Texto 1
O amigo da casa
A própria menina se prende muito a ele, que ainda lhe trouxe a última boneca, embora agora ela se ponha mocinha: encolhe-se na poltrona da sala sob a luz do abajur e lê a revista de quadrinhos. Ele é alemão como o dono da casa. Tem apartamento no hotel da praia e joga tênis no clube, saltando com energia para dentro do campo, a raquete na mão. Assiste às partidas girando no copo de uísque os cubos de gelo. É o amigo da casa. Depois do jantar, passeia com a mãe da menina pelo caminho de pedra do jardim: as duas cabeças – a loira e a preta de cabelos aparados – vão e vêm, a dele já com entradas da calva. Ele chupa o cachimbo de fumo cheiroso, que o moço de bordo vai deixar no escritório.
O dono da casa é Seu Feldmann. Dirige o seu pequeno automóvel e é muito delicado. Cumprimenta sempre todos os vizinhos, até mesmo os mais canalhas como Seu Deca, fiscal da Alfândega.
Seu Feldmann cumprimenta. Bate com a cabeça. Compra marcos a bordo e no banco para a sua viagem regular à Alemanha. Viaja em companhia do comandante do cargueiro, em camarote especial. Então respira o ar marítimo no alto do convés, os braços muito brancos e descarnados, na camisa leve de mangas curtas.
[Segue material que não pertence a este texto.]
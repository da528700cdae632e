//! Tabular adapters: the filtered penguin table as a data table and as a grid.
//!
//! Both show every selected row and every column verbatim; missing values are
//! blank in text and HTML and `null` in JSON.

use palmer_core::{Dataset, FilteredView, PenguinRecord};
use serde_json::{Value, json};

use crate::render::{Render, html_escape};

/// Plain data table (`penguins_datatable`).
#[derive(Debug, Clone)]
pub struct DataTable {
    view: FilteredView,
}

impl DataTable {
    pub fn new(view: FilteredView) -> Self {
        Self { view }
    }

    pub fn row_count(&self) -> usize {
        self.view.len()
    }
}

impl Render for DataTable {
    fn render_text(&self) -> String {
        text_table(&self.view)
    }

    fn render_html(&self) -> Option<String> {
        Some(html_table(&self.view, "palmer-datatable"))
    }

    fn render_data(&self) -> Option<Value> {
        Some(table_data(&self.view, "table"))
    }
}

/// Scrollable grid (`penguins_datagrid`). Same content as [`DataTable`].
#[derive(Debug, Clone)]
pub struct DataGrid {
    view: FilteredView,
}

impl DataGrid {
    pub fn new(view: FilteredView) -> Self {
        Self { view }
    }

    pub fn row_count(&self) -> usize {
        self.view.len()
    }
}

impl Render for DataGrid {
    fn render_text(&self) -> String {
        text_table(&self.view)
    }

    fn render_html(&self) -> Option<String> {
        Some(format!(
            "<div class=\"palmer-datagrid-wrapper\">{}</div>",
            html_table(&self.view, "palmer-datagrid")
        ))
    }

    fn render_data(&self) -> Option<Value> {
        Some(table_data(&self.view, "grid"))
    }
}

fn text_table(view: &FilteredView) -> String {
    let rows: Vec<Vec<String>> = view.iter().map(PenguinRecord::cells).collect();

    let mut widths: Vec<usize> = Dataset::COLUMNS.iter().map(|c| c.len()).collect();
    for row in &rows {
        for (width, cell) in widths.iter_mut().zip(row) {
            *width = (*width).max(cell.len());
        }
    }

    let header: Vec<String> = Dataset::COLUMNS.iter().map(|c| c.to_string()).collect();
    let rule: Vec<String> = widths.iter().map(|&w| "-".repeat(w)).collect();

    let mut out = String::new();
    for cells in [&header, &rule].into_iter().chain(&rows) {
        out.push_str(&pad_row(cells, &widths));
        out.push('\n');
    }
    out.push_str(&format!("({} rows)", rows.len()));
    out
}

fn pad_row(cells: &[String], widths: &[usize]) -> String {
    cells
        .iter()
        .zip(widths)
        .map(|(cell, &width)| format!("{:<width$}", cell, width = width))
        .collect::<Vec<_>>()
        .join("  ")
        .trim_end()
        .to_string()
}

fn html_table(view: &FilteredView, class: &str) -> String {
    let mut html = String::new();
    html.push_str(&format!("<table class=\"{}\">\n", class));

    html.push_str("<thead><tr>");
    for name in view.columns() {
        html.push_str(&format!("<th>{}</th>", html_escape(name)));
    }
    html.push_str("</tr></thead>\n");

    html.push_str("<tbody>\n");
    for record in view.iter() {
        html.push_str("<tr>");
        for cell in record.cells() {
            html.push_str(&format!("<td>{}</td>", html_escape(&cell)));
        }
        html.push_str("</tr>\n");
    }
    html.push_str("</tbody>\n");

    html.push_str(&format!(
        "<tfoot><tr><td colspan=\"{}\">{} rows</td></tr></tfoot>\n",
        view.columns().len(),
        view.len()
    ));
    html.push_str("</table>");
    html
}

fn table_data(view: &FilteredView, kind: &str) -> Value {
    let rows: Vec<Value> = view.iter().map(record_json).collect();
    json!({
        "kind": kind,
        "columns": view.columns(),
        "rows": rows,
        "row_count": view.len(),
    })
}

fn record_json(record: &PenguinRecord) -> Value {
    json!([
        record.species.to_string(),
        record.island.to_string(),
        record.bill_length_mm,
        record.bill_depth_mm,
        record.flipper_length_mm,
        record.body_mass_g,
        record.sex.map(|s| s.as_str()),
        record.year,
    ])
}
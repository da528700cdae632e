//! The immutable penguin table and its loader.

mod loader;
mod schema;

pub use loader::{SAMPLE_CSV, load_dataset, load_dataset_from, parse_csv};
pub use schema::{Attribute, Category, Dataset, Island, PenguinRecord, Sex, Species};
A fortuna de origem é da mulher: as velhas casas no centro da cidade, os antigos armazéns, o sítio da serra, de onde ela desce aos domingos em companhia do outro, que é o amigo da casa, e da menina.
Saem os dois à noite e ele para o seu próprio automóvel sob os coqueiros na praia. Decerto brigaram mais uma vez, porque ela volta para casa de olhos vermelhos, enrolando nos dedos o lencinho bordado. Recolhe-se a seu quarto (ela e seu Feldmann dormem em quartos separados). Trila o apito do guarda. Os faróis do automóvel na rua pincelam de luz as paredes, tiram reflexo do espelho. Ela permanece insone: o vidro de sua janela é um retângulo de luz na noite.
(Moreira Campos. In Obra Completa – contos II. 1969. p. 120-122. Originalmente publicado na obra O puxador de terço. Texto adaptado.)